START Exercise material
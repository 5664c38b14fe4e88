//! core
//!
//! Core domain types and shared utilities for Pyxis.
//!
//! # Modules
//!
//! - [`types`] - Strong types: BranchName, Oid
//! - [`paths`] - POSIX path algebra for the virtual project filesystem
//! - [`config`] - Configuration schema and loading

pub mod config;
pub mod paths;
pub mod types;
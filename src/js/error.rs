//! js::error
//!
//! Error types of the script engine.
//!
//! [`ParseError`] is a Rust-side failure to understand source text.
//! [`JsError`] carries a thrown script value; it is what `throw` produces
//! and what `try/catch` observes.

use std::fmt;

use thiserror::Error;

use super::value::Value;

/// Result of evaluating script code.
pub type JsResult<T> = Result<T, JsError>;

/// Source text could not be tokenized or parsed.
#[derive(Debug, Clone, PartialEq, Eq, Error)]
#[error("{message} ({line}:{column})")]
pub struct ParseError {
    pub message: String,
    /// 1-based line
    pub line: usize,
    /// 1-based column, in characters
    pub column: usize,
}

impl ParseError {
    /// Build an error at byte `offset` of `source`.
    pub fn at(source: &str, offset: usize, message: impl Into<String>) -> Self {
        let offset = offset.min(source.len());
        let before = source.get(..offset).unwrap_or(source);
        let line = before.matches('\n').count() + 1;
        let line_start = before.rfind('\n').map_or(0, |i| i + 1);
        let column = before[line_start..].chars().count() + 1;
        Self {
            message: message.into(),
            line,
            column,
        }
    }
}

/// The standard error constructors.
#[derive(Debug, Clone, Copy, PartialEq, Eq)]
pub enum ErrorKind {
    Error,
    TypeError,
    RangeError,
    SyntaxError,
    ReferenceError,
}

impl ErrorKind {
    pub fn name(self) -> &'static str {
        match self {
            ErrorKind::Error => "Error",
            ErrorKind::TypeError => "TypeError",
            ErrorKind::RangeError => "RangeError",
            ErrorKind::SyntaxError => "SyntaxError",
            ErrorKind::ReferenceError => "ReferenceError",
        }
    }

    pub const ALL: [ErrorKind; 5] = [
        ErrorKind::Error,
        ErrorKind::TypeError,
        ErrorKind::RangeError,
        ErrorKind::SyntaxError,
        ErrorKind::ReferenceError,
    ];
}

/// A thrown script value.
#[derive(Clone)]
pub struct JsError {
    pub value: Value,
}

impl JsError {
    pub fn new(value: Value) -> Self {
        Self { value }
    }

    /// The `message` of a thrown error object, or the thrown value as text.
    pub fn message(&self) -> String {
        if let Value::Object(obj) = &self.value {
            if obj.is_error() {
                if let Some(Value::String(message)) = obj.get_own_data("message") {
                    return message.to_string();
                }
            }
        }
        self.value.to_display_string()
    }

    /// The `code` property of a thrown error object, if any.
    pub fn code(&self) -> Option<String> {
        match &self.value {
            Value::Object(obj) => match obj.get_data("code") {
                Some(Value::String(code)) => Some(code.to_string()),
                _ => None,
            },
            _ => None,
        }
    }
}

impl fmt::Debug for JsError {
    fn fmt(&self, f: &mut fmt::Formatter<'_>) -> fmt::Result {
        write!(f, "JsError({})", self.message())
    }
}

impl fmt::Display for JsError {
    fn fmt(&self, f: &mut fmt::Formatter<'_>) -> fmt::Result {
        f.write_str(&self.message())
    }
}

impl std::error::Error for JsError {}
END Exercise material
START Exercise material
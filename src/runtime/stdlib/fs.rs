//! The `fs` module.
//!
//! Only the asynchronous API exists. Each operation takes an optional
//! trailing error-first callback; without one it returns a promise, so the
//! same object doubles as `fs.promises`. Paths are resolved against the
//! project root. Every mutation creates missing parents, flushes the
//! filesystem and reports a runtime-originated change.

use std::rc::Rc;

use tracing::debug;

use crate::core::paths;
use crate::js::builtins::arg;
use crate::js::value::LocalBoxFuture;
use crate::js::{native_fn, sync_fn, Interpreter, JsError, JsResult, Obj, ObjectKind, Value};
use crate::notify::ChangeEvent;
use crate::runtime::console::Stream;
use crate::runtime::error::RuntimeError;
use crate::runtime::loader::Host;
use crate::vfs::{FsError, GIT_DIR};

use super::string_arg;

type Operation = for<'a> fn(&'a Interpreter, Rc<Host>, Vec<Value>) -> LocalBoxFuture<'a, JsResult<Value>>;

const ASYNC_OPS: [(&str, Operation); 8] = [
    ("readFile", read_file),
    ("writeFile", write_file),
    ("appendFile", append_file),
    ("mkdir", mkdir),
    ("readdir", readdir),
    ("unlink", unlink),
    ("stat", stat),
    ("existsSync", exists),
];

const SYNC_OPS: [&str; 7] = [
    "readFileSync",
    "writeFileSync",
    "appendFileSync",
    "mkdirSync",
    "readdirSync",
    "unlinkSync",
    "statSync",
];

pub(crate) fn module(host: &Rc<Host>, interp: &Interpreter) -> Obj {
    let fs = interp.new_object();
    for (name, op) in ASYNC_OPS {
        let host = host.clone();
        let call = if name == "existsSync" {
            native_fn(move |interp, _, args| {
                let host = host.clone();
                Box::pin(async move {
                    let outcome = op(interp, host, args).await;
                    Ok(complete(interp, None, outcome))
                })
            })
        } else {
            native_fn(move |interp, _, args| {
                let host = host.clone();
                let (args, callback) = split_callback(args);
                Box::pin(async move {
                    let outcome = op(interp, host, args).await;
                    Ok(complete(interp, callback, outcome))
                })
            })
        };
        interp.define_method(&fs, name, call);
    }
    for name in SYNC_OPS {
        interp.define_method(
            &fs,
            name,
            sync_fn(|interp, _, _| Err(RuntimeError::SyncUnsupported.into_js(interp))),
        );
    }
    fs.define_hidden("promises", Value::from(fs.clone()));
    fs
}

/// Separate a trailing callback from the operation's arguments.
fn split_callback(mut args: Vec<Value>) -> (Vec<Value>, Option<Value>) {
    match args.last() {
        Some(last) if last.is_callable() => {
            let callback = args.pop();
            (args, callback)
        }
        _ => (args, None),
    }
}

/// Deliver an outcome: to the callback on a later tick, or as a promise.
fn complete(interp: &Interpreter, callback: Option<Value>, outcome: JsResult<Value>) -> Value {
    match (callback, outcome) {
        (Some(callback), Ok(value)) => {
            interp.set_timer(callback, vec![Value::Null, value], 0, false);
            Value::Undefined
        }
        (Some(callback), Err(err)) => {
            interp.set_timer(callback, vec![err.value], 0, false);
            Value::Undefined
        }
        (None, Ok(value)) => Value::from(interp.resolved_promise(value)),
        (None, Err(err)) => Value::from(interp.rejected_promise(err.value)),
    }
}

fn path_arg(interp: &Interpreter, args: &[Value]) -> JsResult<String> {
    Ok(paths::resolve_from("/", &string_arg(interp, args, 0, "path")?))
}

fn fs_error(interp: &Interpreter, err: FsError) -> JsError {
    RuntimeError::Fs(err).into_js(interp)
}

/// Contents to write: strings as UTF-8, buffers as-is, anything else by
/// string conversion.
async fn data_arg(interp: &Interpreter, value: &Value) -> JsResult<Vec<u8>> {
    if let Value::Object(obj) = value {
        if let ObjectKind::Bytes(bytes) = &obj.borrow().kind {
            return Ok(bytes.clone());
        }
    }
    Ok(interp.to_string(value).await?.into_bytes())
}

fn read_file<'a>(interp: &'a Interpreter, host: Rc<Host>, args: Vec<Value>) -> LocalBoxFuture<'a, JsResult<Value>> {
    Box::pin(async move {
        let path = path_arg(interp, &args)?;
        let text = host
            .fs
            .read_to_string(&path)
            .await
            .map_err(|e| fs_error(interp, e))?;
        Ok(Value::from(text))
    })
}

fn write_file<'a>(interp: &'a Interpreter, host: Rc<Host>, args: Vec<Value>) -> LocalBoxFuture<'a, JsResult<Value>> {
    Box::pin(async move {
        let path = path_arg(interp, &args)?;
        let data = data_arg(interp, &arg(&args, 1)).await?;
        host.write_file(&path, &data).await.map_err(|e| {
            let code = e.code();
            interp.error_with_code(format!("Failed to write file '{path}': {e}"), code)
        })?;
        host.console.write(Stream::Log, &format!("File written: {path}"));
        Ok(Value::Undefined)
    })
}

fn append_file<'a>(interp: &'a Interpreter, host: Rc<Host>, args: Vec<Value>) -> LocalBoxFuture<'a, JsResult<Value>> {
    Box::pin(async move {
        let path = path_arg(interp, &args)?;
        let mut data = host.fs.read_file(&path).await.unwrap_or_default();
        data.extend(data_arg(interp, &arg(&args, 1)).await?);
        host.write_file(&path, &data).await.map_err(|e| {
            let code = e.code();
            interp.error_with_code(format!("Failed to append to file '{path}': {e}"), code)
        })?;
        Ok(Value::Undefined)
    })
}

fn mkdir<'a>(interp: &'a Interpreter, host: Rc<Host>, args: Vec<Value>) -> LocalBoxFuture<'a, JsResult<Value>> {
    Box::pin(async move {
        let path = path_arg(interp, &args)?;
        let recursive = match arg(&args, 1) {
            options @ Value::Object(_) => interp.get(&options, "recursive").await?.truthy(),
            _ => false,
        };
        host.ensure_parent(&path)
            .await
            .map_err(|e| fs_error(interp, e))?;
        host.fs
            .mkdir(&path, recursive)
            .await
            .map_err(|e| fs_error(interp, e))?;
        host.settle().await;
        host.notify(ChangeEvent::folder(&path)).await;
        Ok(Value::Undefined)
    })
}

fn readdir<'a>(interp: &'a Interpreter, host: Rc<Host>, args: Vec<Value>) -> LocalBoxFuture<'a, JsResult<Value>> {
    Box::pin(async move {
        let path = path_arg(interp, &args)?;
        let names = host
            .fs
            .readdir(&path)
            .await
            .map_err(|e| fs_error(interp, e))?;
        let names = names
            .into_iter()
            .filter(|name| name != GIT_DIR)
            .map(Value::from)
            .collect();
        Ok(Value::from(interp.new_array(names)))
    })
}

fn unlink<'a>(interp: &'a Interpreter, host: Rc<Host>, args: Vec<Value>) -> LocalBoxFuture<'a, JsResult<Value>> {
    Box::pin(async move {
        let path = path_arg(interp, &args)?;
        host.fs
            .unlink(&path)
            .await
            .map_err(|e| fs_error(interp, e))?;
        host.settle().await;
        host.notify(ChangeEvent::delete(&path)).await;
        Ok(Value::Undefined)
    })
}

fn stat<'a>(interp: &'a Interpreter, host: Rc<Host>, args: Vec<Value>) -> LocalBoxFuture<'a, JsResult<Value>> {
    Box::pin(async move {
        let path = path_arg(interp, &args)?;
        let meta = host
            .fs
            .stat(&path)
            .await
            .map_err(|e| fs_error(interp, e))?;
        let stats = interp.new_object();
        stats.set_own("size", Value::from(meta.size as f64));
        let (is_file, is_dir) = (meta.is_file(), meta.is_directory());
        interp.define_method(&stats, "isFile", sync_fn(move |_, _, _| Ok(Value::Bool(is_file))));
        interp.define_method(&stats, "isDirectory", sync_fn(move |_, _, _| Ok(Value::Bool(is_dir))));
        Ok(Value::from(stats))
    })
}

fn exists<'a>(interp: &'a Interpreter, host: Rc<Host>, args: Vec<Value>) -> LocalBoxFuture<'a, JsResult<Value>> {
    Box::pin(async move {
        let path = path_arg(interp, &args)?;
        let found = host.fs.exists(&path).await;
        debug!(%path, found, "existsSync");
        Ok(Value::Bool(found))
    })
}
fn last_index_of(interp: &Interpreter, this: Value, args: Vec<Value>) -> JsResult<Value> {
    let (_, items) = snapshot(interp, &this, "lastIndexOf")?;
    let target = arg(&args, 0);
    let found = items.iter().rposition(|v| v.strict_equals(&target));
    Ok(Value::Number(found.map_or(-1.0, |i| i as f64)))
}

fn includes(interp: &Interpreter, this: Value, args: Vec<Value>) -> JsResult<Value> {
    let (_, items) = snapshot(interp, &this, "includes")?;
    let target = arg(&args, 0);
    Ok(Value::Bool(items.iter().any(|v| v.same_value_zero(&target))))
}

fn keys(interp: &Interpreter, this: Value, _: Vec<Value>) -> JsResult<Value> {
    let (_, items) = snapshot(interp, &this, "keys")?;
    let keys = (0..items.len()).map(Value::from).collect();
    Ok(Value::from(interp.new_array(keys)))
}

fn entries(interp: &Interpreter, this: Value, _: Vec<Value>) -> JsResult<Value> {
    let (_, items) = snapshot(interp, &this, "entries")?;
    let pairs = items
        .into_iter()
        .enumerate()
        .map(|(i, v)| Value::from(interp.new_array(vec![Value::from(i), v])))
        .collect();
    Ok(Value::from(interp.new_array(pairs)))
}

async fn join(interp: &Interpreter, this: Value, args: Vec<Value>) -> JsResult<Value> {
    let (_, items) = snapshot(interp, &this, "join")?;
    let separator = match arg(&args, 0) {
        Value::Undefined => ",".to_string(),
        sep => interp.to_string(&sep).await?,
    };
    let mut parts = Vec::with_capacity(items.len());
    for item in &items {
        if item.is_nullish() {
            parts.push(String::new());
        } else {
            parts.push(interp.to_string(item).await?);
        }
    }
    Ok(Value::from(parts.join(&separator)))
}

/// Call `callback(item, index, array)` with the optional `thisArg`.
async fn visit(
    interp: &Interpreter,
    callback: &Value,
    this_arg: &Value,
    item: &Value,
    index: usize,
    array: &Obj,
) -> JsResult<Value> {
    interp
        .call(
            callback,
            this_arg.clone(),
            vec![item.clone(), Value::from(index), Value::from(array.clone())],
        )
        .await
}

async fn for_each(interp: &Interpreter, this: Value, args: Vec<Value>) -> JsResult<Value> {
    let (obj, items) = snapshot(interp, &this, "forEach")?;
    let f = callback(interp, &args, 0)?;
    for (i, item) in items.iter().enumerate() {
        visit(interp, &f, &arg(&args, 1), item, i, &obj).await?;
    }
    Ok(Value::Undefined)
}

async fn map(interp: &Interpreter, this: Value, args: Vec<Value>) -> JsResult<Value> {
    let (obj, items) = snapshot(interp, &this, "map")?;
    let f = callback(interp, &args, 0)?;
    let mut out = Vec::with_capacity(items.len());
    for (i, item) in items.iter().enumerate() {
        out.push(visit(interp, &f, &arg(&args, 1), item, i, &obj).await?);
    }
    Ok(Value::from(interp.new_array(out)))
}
END Exercise material
*Exercise directions*:
Starting at the line above that holds "repository 5664c38b14fe4e88" and ending at the line that holds "#[derive(Debug, Clone, PartialEq, Eq, Error)]", transcribe each line exactly and include no other lines.

*Task answer*:
repository 5664c38b14fe4e88
//! core
//!
//! Core domain types and shared utilities for Pyxis.
//!
//! # Modules
//!
//! - [`types`] - Strong types: BranchName, Oid
//! - [`paths`] - POSIX path algebra for the virtual project filesystem
//! - [`config`] - Configuration schema and loading

pub mod config;
pub mod paths;
pub mod types;
filename src/js/error.rs
//! js::error
//!
//! Error types of the script engine.
//!
//! [`ParseError`] is a Rust-side failure to understand source text.
//! [`JsError`] carries a thrown script value; it is what `throw` produces
//! and what `try/catch` observes.

use std::fmt;

use thiserror::Error;

use super::value::Value;

/// Result of evaluating script code.
pub type JsResult<T> = Result<T, JsError>;

/// Source text could not be tokenized or parsed.
#[derive(Debug, Clone, PartialEq, Eq, Error)]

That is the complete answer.